The risk of an airline disaster can be devastating to a major carrier. 
The liability coverage purchased by the Company may not provide
adequate coverage in the event of a significant disaster which might
adversely affect the Company.  See "Management Discussion and Analysis
- - Insurance Coverage and Expense."

Consequences in the Event of Default on Lateko Bank Line of Credit

The DOT has authority to withdraw the authority from any US airline
should it find that non-US citizens directly or indirectly control that
airline.  Should the Company default on repayment to Lateko Bank,
notice must be made to the DOT. The Company has made no draws upon this 
line of credit and owes no debt to Lateko Bank. See "Twelve Month 
Operating Plan" and "Notes to Financial Statements," F-16, for terms 
and conditions.  The Lateko LOC specifically states that its aim is 
to develop international trade associated with cargo and passengers' 
transport by air between the United States and the Baltic Region, and 
although in management's opinion, the value of the Company to Lateko 
lies in its U.S. certification and the Company and Lateko would have 
a continued interest in retaining U.S. control of the airline, it is 
not certain what action Lateko Bank would take in the event the 
Company defaults.  Although Lateko Bank has international 
correspondents, including Bankers Trust Company of New York City, 
signed a bilateral investment treaty with the Unites States that 
took effect in December 1996, Lateko Bank is located in Latvia and 
subject to Latvian law. There is no assurance that the investor would 
not be adversely affected by action of the DOT, the Latvian government, 
or by action of the Lateko Bank in the event of default.  See 
"Management Discussion and Analysis - Results During Development." 

Executive Compensation

During the 90-day period commencing when the offering proceeds are
released to the Company prior to revenue operations, the President and
the Vice Presidents will receive compensation reduced to an amount
equal to 50% of budgeted salary.   From total net proceeds of 
$5,420,000, the executive officers' compensation totals $42,000 which  
represents 0.8% of the net proceeds.  The proceeds allocated for 
executive compensation are not available for other uses in commencing 
revenue service.  See "Use of Proceeds and Management - Compensation."  

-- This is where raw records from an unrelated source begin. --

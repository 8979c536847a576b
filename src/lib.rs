//! flashnews - Pooled news cache with read-through refresh
//!
//! Serves news articles from a local store, topping the store up from an
//! external news provider whenever a read comes back short.
//!
//! # Architecture
//!
//! The library is organized into several modules:
//!
//! - [`pool`] - Bounded pool of reusable backing-store handles
//! - [`storage`] - Article, category and region stores (SQLite, in-memory)
//! - [`fetcher`] - External news provider clients
//! - [`orchestrator`] - Read-through cache, refresh cycle and view counting
//! - [`models`] - Core data structures and types
//! - [`config`] - Configuration management and settings
//! - [`metrics`] - Prometheus metrics
//! - [`error`] - Unified error handling
//! - [`utils`] - Common utilities and helpers
//!
//! # Example
//!
//! ```no_run
//! use std::sync::Arc;
//! use flashnews::prelude::*;
//!
//! #[tokio::main]
//! async fn main() -> anyhow::Result<()> {
//!     let config = Config::from_env()?;
//!     let storage = Storage::open_sqlite(&config.database).await?;
//!     let fetcher = Arc::new(NewsApiClient::new(&config.news_api)?);
//!     let news = CacheOrchestrator::new(&storage, fetcher, config.service.clone());
//!
//!     let latest = news.latest(NewsFilter::all(), 20).await?;
//!     println!("{} articles", latest.len());
//!
//!     news.shutdown().await;
//!     storage.shutdown();
//!     Ok(())
//! }
//! ```

pub mod config;
pub mod error;
pub mod fetcher;
pub mod metrics;
pub mod models;
pub mod orchestrator;
pub mod pool;
pub mod storage;
pub mod utils;

/// Re-export commonly used types
pub mod prelude {
    pub use crate::config::Config;
    pub use crate::error::{Error, ErrorCategory, NewsErrorTrait, Result};
    pub use crate::fetcher::{NewsApiClient, NewsFetcher};
    pub use crate::models::{Article, Category, FeedKind, NewsFilter, NewsStats, RawArticle, Region};
    pub use crate::orchestrator::CacheOrchestrator;
    pub use crate::pool::{HandleManager, PoolSettings, ResourcePool, SqlitePool};
    pub use crate::storage::{ArticleStore, CategoryStore, RegionStore, Storage};
}

// Direct re-exports for convenience
pub use models::{Article, Category, NewsFilter, NewsStats, Region};
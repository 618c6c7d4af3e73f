use std::collections::HashMap;

use chrono::{DateTime, Duration, Utc};
use tokio::sync::RwLock;

use quell_core::domain::reservation::{
    NewReservation, Reservation, ReservationId, ReservationUpdate,
};
use quell_core::domain::session::{CallSession, CallSid, SessionPatch};

use crate::{CallSessionStore, ReservationStore, StoreError};

/// Process-lifetime reservation book. Insertion order is preserved so
/// listing can return newest first.
#[derive(Default)]
pub struct InMemoryReservationStore {
    reservations: RwLock<Vec<Reservation>>,
}

#[async_trait::async_trait]
impl ReservationStore for InMemoryReservationStore {
    async fn create(&self, input: NewReservation) -> Result<Reservation, StoreError> {
        let reservation = Reservation::create(ReservationId::generate(), input, Utc::now());
        let mut reservations = self.reservations.write().await;
        reservations.push(reservation.clone());
        Ok(reservation)
    }

    async fn get(&self, id: &ReservationId) -> Result<Option<Reservation>, StoreError> {
        let reservations = self.reservations.read().await;
        Ok(reservations.iter().find(|entry| entry.id == *id).cloned())
    }

    async fn update(
        &self,
        id: &ReservationId,
        update: ReservationUpdate,
    ) -> Result<Option<Reservation>, StoreError> {
        let mut reservations = self.reservations.write().await;
        let Some(reservation) = reservations.iter_mut().find(|entry| entry.id == *id) else {
            return Ok(None);
        };
        reservation.apply(update, Utc::now());
        Ok(Some(reservation.clone()))
    }

    async fn list(&self) -> Result<Vec<Reservation>, StoreError> {
        let reservations = self.reservations.read().await;
        Ok(reservations.iter().rev().cloned().collect())
    }
}

/// Ephemeral per-call conversation state. The single write lock makes each
/// read-modify-write atomic per store, so same-call callbacks cannot lose
/// updates even if the host parallelises them.
#[derive(Default)]
pub struct InMemoryCallSessionStore {
    sessions: RwLock<HashMap<CallSid, CallSession>>,
}

impl InMemoryCallSessionStore {
    /// Removes sessions whose last activity is older than `ttl`. Stalled
    /// calls never receive another callback, so without sweeping their
    /// state would survive until process restart.
    pub async fn sweep_expired(&self, ttl: Duration, now: DateTime<Utc>) -> usize {
        let mut sessions = self.sessions.write().await;
        let before = sessions.len();
        sessions.retain(|_, session| session.last_updated + ttl > now);
        before - sessions.len()
    }

    pub async fn active_count(&self) -> usize {
        self.sessions.read().await.len()
    }
}

#[async_trait::async_trait]
impl CallSessionStore for InMemoryCallSessionStore {
    async fn create(
        &self,
        call_sid: CallSid,
        reservation_id: ReservationId,
        customer_phone: &str,
    ) -> Result<CallSession, StoreError> {
        let session =
            CallSession::open(call_sid.clone(), reservation_id, customer_phone, Utc::now());
        let mut sessions = self.sessions.write().await;
        sessions.insert(call_sid, session.clone());
        Ok(session)
    }

    async fn get(&self, call_sid: &CallSid) -> Result<Option<CallSession>, StoreError> {
        let sessions = self.sessions.read().await;
        Ok(sessions.get(call_sid).cloned())
    }

    async fn update(
        &self,
        call_sid: &CallSid,
        patch: SessionPatch,
    ) -> Result<Option<CallSession>, StoreError> {
        let mut sessions = self.sessions.write().await;
        let Some(session) = sessions.get_mut(call_sid) else {
            return Ok(None);
        };
        session.apply(patch, Utc::now());
        Ok(Some(session.clone()))
    }

    async fn delete(&self, call_sid: &CallSid) -> Result<(), StoreError> {
        let mut sessions = self.sessions.write().await;
        sessions.remove(call_sid);
        Ok(())
    }
}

Potential Conflicts of Interest
   
The Company's directors and executive officers may serve as directors
and executive officers of other business entities.  The Company does
not prohibit its officers and directors, or their affiliates, from
transacting business with the Company, but to the present there have
been no such transactions, excepting rental of office space from the
Company's president prior to moving  the office  to JFK.  Not 
withstanding full Board disclosure of any transaction between the 
Company and an Officer or Director, it is possible that an official 
could act to increase his/her interest at the expense of the Company. 
Anita Schiff/Spielman owns dental laboratories and will be 
available to the Company for Board meetings and related activities of 
her directorship. Andris Rukmanis is a partner in a Latvian law firm and 
will be a full time employee of the Company after IPO closing.  Walter 
Kaplinsky is currently inactive in Globe Enterprises, a company exporting 
to Russia, and contributing his services full time to the Company.  
Presently no other companies have demands upon the officers or directors 
and no conflict of interest exists.  Since June 1997, after converting 
the $1,628,432 that was owed to her by the Company into 150,000
restricted shares, the outside legal counsel, Steffanie J. Lewis, The
International Business Law Firm, P.C.,  owns a total of 190,000 shares,
or approximately 7.8%, of the Company's issued and outstanding Common
Stock.  Her financial interest potentially could influence her 
independent opinion. 
     
   
In 1990, Airline Economics, Inc. was engaged by the Company as industry
analysts for the US - USSR Route Authority proceeding before the U.S.
Department of Transportation.  Airline Economics was involved in the
preparation of the Company's traffic projections for the JFK - St.
Petersburg market and testified as expert witness for the Company in
the proceeding.  Airline Economics has been issued 28,750 shares of
Common Stock, or approximately 1.2%, of the Company's issued and
outstanding Common Stock which includes the June 1997 conversion of 
$110,000 that was owed to it by the Company into 10,000 restricted
Shares.  Airline Economics' financial interest potentially could 
influence its independent opinion.  See "Management Discussion and 
Analysis - Liquidity and Capital Resources."     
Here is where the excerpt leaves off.